After you’ve had your attorney file an accident lawsuit in Riverside, he or she will gather as much evidence as possible to support your allegations. Many types of evidence can support your injury case , such as the police report, medical records, and surveillance footage. But witness statements can also play a role in the outcome of an accident lawsuit. Either party involved with the lawsuit, plaintiff or defendant, may use witness statements in litigation. Accident Lawsuit in Riverside

To Negotiate a Settlement

Not all accident lawsuits end with a jury verdict. Many of them are resolved before ever going to trial or during the course of the trial. The defendant in an injury case may be more willing to settle the lawsuit if he or she feels that the jury will find in favor of the plaintiff and vice versa.

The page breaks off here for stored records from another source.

use std::collections::HashMap;
use std::sync::{Arc, Mutex, MutexGuard};
use std::time::Instant;

use serde_json::{json, Value};
use tokio::sync::Mutex as AsyncMutex;

use crate::bridge::CameraBridge;
use crate::error::{Error, Result};
use crate::events::{CameraEvent, EventKind, EventRouter, EventSink, NativeEvent, Subscriptions};
use crate::models::{PictureOptions, RecordingOptions, ViewState};
use crate::peer::{CameraHandle, ControlAction, NativeEventSink, NativePeer};
use crate::permission::{self, AuthorizationStatus, PermissionGate, PermissionRequest};
use crate::props::{CameraProps, NativeProps};
use crate::render::{RenderKind, RenderMode, Rendered, Slot};

fn lock_router(router: &Mutex<EventRouter>) -> MutexGuard<'_, EventRouter> {
    router.lock().unwrap_or_else(|poisoned| poisoned.into_inner())
}

/// Where a view stands with its native camera.
#[derive(Debug, Clone, PartialEq, Eq)]
enum Attachment {
    Detached,
    Attaching,
    Attached(CameraHandle),
    /// The native view could not mount. Reported once and never retried.
    Failed,
}

impl Attachment {
    fn handle(&self) -> Option<&CameraHandle> {
        match self {
            Attachment::Attached(handle) => Some(handle),
            _ => None,
        }
    }
}

/// State of one mounted camera view.
struct ViewEntry {
    props: CameraProps,
    mode: RenderMode<Slot>,
    gate: PermissionGate,
    attachment: Attachment,
    router: Arc<Mutex<EventRouter>>,
}

impl ViewEntry {
    fn subscriptions(&self) -> Subscriptions {
        lock_router(&self.router).subscriptions().clone()
    }

    fn emit(&self, event: CameraEvent) {
        lock_router(&self.router).emit(event);
    }
}

/// Native work decided under the registry lock and run after releasing it.
enum NativeWork {
    Attach(PendingAttach),
    Update(CameraHandle, NativeProps),
}

struct PendingAttach {
    props: NativeProps,
    router: Arc<Mutex<EventRouter>>,
}

/// Registry of mounted views. Wires each view's permission gate, props and
/// event router to the shared bridge.
pub struct CameraManager<P> {
    bridge: Arc<CameraBridge<P>>,
    views: Arc<AsyncMutex<HashMap<String, ViewEntry>>>,
}

impl<P> Clone for CameraManager<P> {
    fn clone(&self) -> Self {
        Self {
            bridge: self.bridge.clone(),
            views: self.views.clone(),
        }
    }
}

impl<P: NativePeer + 'static> CameraManager<P> {
    pub fn new(bridge: CameraBridge<P>) -> Self {
        Self {
            bridge: Arc::new(bridge),
            views: Arc::new(AsyncMutex::new(HashMap::new())),
        }
    }

    pub fn bridge(&self) -> &CameraBridge<P> {
        &self.bridge
    }

    fn render(&self, entry: &ViewEntry) -> Rendered<Slot> {
        let capabilities = entry.subscriptions().capabilities();
        entry.mode.render(entry.gate.status(), entry.attachment.handle(), || {
            self.bridge.translate(&entry.props, &capabilities)
        })
    }

    fn state(&self, view_id: &str, entry: &ViewEntry) -> ViewState {
        ViewState {
            view_id: view_id.to_string(),
            status: entry.gate.status(),
            view: self.render(entry),
        }
    }

    fn native_props(&self, entry: &ViewEntry) -> NativeProps {
        self.bridge.translate(&entry.props, &entry.subscriptions().capabilities())
    }

    /// Claims the native attach once the render decision shows the camera.
    /// Only a detached view is claimed, so a failed mount stays failed.
    fn claim_attach(&self, entry: &mut ViewEntry) -> Option<PendingAttach> {
        let shown = entry.mode.shows_camera(entry.gate.status());
        if entry.attachment != Attachment::Detached || !shown {
            return None;
        }
        entry.attachment = Attachment::Attaching;
        Some(PendingAttach {
            props: self.native_props(entry),
            router: entry.router.clone(),
        })
    }

    async fn attach(&self, view_id: &str, pending: PendingAttach) -> Attachment {
        let router = pending.router.clone();
        let events: NativeEventSink =
            Arc::new(move |event| lock_router(&router).route(event, Instant::now()));

        match self.bridge.peer().attach(view_id, &pending.props, events).await {
            Ok(handle) => {
                log::info!("Attached native camera {} to view {}", handle.as_str(), view_id);
                Attachment::Attached(handle)
            }
            Err(e) => {
                let error = json!({ "message": e.to_string() });
                lock_router(&pending.router).route(NativeEvent::MountError(error), Instant::now());
                Attachment::Failed
            }
        }
    }

    /// Stores the attach result. A view unmounted meanwhile gets its native
    /// camera detached again.
    async fn settle_attach<'a>(
        &self,
        views: &'a mut HashMap<String, ViewEntry>,
        view_id: &str,
        attachment: Attachment,
    ) -> Option<&'a mut ViewEntry> {
        match views.get_mut(view_id) {
            Some(entry) => {
                entry.attachment = attachment;
                Some(entry)
            }
            None => {
                if let Attachment::Attached(handle) = attachment {
                    log::warn!("Camera view {} unmounted while attaching", view_id);
                    if let Err(e) = self.bridge.peer().detach(&handle).await {
                        log::warn!("Failed to detach orphaned camera {}: {}", handle.as_str(), e);
                    }
                }
                None
            }
        }
    }

    pub async fn mount(
        &self,
        props: CameraProps,
        events: Vec<EventKind>,
        render: RenderKind,
        sink: EventSink,
    ) -> Result<ViewState> {
        let view_id = uuid::Uuid::new_v4().to_string();
        let router = EventRouter::new(
            events.into_iter().collect(),
            self.bridge.throttle_window(),
            sink,
        );
        let mut entry = ViewEntry {
            props,
            mode: render.into_mode(),
            gate: PermissionGate::new(),
            attachment: Attachment::Detached,
            router: Arc::new(Mutex::new(router)),
        };

        if let Some(pending) = self.claim_attach(&mut entry) {
            entry.attachment = self.attach(&view_id, pending).await;
        }
        let state = self.state(&view_id, &entry);

        log::info!("Mounted camera view {}", view_id);
        self.views.lock().await.insert(view_id, entry);
        Ok(state)
    }

    /// Runs the view's one permission request and applies the answer.
    pub async fn authorize(&self, view_id: &str) -> Result<()> {
        let (liveness, request) = {
            let mut views = self.views.lock().await;
            let entry = views
                .get_mut(view_id)
                .ok_or_else(|| Error::ViewNotFound(view_id.to_string()))?;
            let Some(liveness) = entry.gate.begin() else {
                return Ok(());
            };
            let request = PermissionRequest::from_props(&self.bridge.resolve_props(&entry.props));
            (liveness, request)
        };

        let Some(granted) = permission::authorize(self.bridge.peer(), &request, &liveness).await
        else {
            return Ok(());
        };

        let (status, pending) = {
            let mut views = self.views.lock().await;
            let Some(entry) = views.get_mut(view_id) else {
                log::warn!("Camera view {} vanished before authorization applied", view_id);
                return Ok(());
            };
            let Some(status) = entry.gate.resolve(granted) else {
                return Ok(());
            };
            log::info!("Camera view {} is {}", view_id, status.as_str());
            (status, self.claim_attach(entry))
        };

        let attachment = match pending {
            Some(pending) => Some(self.attach(view_id, pending).await),
            None => None,
        };

        let mut views = self.views.lock().await;
        let entry = match attachment {
            Some(attachment) => self.settle_attach(&mut views, view_id, attachment).await,
            None => views.get_mut(view_id),
        };
        if let Some(entry) = entry {
            let view = self.render(entry);
            entry.emit(CameraEvent::StatusChanged { status, view });
        }
        Ok(())
    }

    pub async fn update(
        &self,
        view_id: &str,
        props: CameraProps,
        events: Option<Vec<EventKind>>,
    ) -> Result<ViewState> {
        let work = {
            let mut views = self.views.lock().await;
            let entry = views
                .get_mut(view_id)
                .ok_or_else(|| Error::ViewNotFound(view_id.to_string()))?;

            entry.props = props;
            if let Some(events) = events {
                lock_router(&entry.router).set_subscriptions(events.into_iter().collect());
            }

            match entry.attachment.handle().cloned() {
                Some(handle) => Some(NativeWork::Update(handle, self.native_props(entry))),
                None => self.claim_attach(entry).map(NativeWork::Attach),
            }
        };

        let attachment = match work {
            Some(NativeWork::Update(handle, native)) => {
                self.bridge.peer().update_props(&handle, &native).await?;
                None
            }
            Some(NativeWork::Attach(pending)) => Some(self.attach(view_id, pending).await),
            None => None,
        };

        let mut views = self.views.lock().await;
        let entry = match attachment {
            Some(attachment) => self.settle_attach(&mut views, view_id, attachment).await,
            None => views.get_mut(view_id),
        };
        let entry = entry.ok_or_else(|| Error::ViewNotFound(view_id.to_string()))?;
        Ok(self.state(view_id, entry))
    }

    pub async fn unmount(&self, view_id: &str) -> Result<()> {
        let entry = self
            .views
            .lock()
            .await
            .remove(view_id)
            .ok_or_else(|| Error::ViewNotFound(view_id.to_string()))?;

        entry.gate.unmount();
        if let Some(handle) = entry.attachment.handle() {
            self.bridge.peer().detach(handle).await?;
        }
        log::info!("Unmounted camera view {}", view_id);
        Ok(())
    }

    pub async fn view_state(&self, view_id: &str) -> Result<ViewState> {
        let views = self.views.lock().await;
        let entry = views
            .get(view_id)
            .ok_or_else(|| Error::ViewNotFound(view_id.to_string()))?;
        Ok(self.state(view_id, entry))
    }

    pub async fn status(&self, view_id: &str) -> Result<AuthorizationStatus> {
        Ok(self.view_state(view_id).await?.status)
    }

    async fn handle(&self, view_id: &str) -> Result<Option<CameraHandle>> {
        let views = self.views.lock().await;
        let entry = views
            .get(view_id)
            .ok_or_else(|| Error::ViewNotFound(view_id.to_string()))?;
        Ok(entry.attachment.handle().cloned())
    }

    pub async fn take_picture(
        &self,
        view_id: &str,
        options: Option<PictureOptions>,
    ) -> Result<Value> {
        let handle = self.handle(view_id).await?;
        self.bridge.take_picture(handle.as_ref(), options).await
    }

    pub async fn record(&self, view_id: &str, options: Option<RecordingOptions>) -> Result<Value> {
        let handle = self.handle(view_id).await?;
        self.bridge.record(handle.as_ref(), options).await
    }

    pub async fn control(&self, view_id: &str, action: ControlAction) -> Result<()> {
        let handle = self.handle(view_id).await?;
        self.bridge.control(handle.as_ref(), action).await
    }

    pub async fn get_supported_ratios(&self, view_id: &str) -> Result<Vec<String>> {
        let handle = self.handle(view_id).await?;
        self.bridge.get_supported_ratios(handle.as_ref()).await
    }

    /// Lists camera ids. `view_id` may be omitted where the platform does not
    /// need a live camera for this.
    pub async fn get_camera_ids(&self, view_id: Option<&str>) -> Result<Vec<Value>> {
        let handle = match view_id {
            Some(view_id) => self.handle(view_id).await?,
            None => None,
        };
        self.bridge.get_camera_ids(handle.as_ref()).await
    }

    pub async fn get_supported_preview_fps_range(&self, view_id: &str) -> Result<Vec<Value>> {
        let handle = self.handle(view_id).await?;
        self.bridge.get_supported_preview_fps_range(handle.as_ref()).await
    }

    /// Picture sizes available for the view's current `ratio`.
    pub async fn get_available_picture_sizes(&self, view_id: &str) -> Result<Vec<String>> {
        let (handle, ratio) = {
            let views = self.views.lock().await;
            let entry = views
                .get(view_id)
                .ok_or_else(|| Error::ViewNotFound(view_id.to_string()))?;
            let ratio = self
                .bridge
                .resolve_props(&entry.props)
                .get("ratio")
                .and_then(Value::as_str)
                .map(str::to_string);
            (entry.attachment.handle().cloned(), ratio)
        };
        self.bridge
            .get_available_picture_sizes(handle.as_ref(), ratio.as_deref())
            .await
    }
}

With credible witness statements and other evidence, a personal injury lawyer can effectively negotiate a favorable settlement with the other party. Of course, it’s entirely at the discretion of the client whether to accept the settlement arrangement or move forward with the litigation.

To Substantiate Claims

During the discovery process prior to the trial, an accident lawyer may depose one or more witnesses to uncover the facts of the case. This testimony, which is given under oath, may play a pivotal role in the trial. A witness’ written statement or testimony given during the trial can also serve to influence the jury to find in favor of the plaintiff. For instance, the plaintiff in a car accident case may claim that he or she was driving at the speed limit and did not otherwise violate traffic safety rules. An eyewitness to the accident may substantiate this claim by disclosing what he or she saw.

To Verify Injuries

Medical records are essential for proving the nature and extent of a plaintiff’s injuries. However, the defendant may still try to claim that the accident wasn’t the cause of the injuries. For example, the plaintiff might have sustained a head injury during the accident and the defendant may try to claim that the plaintiff actually sustained the injury earlier in the week during a sporting event. An eyewitness might testify that he or she saw the plaintiff display signs of a head injury at the accident site, such as bleeding from the area, confusion, or impaired coordination.